(Dataset entries)
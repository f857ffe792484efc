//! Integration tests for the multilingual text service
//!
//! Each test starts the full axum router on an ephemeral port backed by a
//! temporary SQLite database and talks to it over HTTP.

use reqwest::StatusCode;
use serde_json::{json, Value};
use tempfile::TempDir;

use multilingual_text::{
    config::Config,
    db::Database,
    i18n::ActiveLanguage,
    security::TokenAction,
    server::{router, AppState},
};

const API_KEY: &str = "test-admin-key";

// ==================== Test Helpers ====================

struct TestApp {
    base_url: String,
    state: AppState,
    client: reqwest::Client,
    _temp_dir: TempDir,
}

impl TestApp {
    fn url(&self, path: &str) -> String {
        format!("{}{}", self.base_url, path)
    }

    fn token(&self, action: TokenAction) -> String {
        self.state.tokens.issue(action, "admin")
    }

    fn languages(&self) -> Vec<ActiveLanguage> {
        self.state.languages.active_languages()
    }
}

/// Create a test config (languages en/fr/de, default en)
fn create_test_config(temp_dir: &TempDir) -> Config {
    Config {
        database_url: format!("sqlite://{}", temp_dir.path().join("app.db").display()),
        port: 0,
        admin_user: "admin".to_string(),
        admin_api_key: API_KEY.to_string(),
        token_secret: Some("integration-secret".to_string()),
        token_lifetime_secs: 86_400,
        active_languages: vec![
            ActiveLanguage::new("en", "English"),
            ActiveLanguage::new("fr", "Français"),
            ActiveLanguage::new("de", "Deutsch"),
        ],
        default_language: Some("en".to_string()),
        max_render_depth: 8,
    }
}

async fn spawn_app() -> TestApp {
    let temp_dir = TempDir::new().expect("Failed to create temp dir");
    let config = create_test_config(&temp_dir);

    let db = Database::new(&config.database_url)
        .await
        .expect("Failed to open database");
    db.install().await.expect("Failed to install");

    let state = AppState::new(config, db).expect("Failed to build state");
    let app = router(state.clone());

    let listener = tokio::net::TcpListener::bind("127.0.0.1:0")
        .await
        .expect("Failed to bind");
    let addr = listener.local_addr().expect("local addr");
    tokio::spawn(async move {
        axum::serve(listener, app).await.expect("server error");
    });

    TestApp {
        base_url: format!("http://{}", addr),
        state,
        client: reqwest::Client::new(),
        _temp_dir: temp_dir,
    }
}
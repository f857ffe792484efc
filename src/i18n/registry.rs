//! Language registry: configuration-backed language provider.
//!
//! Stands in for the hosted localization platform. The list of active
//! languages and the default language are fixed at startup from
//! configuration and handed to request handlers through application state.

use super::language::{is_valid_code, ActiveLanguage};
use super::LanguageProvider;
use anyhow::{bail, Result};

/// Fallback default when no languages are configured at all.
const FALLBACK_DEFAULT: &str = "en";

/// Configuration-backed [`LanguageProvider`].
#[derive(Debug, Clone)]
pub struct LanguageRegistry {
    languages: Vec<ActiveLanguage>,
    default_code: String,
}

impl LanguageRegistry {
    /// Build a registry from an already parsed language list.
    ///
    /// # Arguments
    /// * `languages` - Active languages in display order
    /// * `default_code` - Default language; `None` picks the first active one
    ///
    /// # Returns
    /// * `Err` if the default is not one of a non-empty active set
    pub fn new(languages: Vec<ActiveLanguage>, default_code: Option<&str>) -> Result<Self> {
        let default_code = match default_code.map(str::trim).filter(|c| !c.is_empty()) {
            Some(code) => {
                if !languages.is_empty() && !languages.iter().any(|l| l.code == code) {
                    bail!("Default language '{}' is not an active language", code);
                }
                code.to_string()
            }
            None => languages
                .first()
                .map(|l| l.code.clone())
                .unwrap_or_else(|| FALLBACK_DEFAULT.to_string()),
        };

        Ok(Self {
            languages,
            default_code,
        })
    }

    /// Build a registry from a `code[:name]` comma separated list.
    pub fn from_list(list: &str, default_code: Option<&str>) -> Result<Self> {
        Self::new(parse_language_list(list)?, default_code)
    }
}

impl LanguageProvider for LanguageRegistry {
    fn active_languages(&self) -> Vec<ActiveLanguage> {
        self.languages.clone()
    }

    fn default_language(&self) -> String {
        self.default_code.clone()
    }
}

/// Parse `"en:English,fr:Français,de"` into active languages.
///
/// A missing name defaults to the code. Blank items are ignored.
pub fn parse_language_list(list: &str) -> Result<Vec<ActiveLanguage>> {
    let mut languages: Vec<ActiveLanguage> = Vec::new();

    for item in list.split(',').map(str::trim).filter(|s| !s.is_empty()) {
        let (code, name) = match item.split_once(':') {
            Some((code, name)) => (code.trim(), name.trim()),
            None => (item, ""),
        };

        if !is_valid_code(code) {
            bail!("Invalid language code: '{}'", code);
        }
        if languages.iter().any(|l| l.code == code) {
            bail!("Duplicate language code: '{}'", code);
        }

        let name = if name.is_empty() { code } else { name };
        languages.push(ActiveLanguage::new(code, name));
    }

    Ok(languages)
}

The task ▸
Up to and including the line with "use reqwest::StatusCode;", output each line of the entries above exactly, starting from the first.

Answer section ▸
repository f857ffe792484efc
//! Integration tests for the multilingual text service
//!
//! Each test starts the full axum router on an ephemeral port backed by a
//! temporary SQLite database and talks to it over HTTP.

use reqwest::StatusCode;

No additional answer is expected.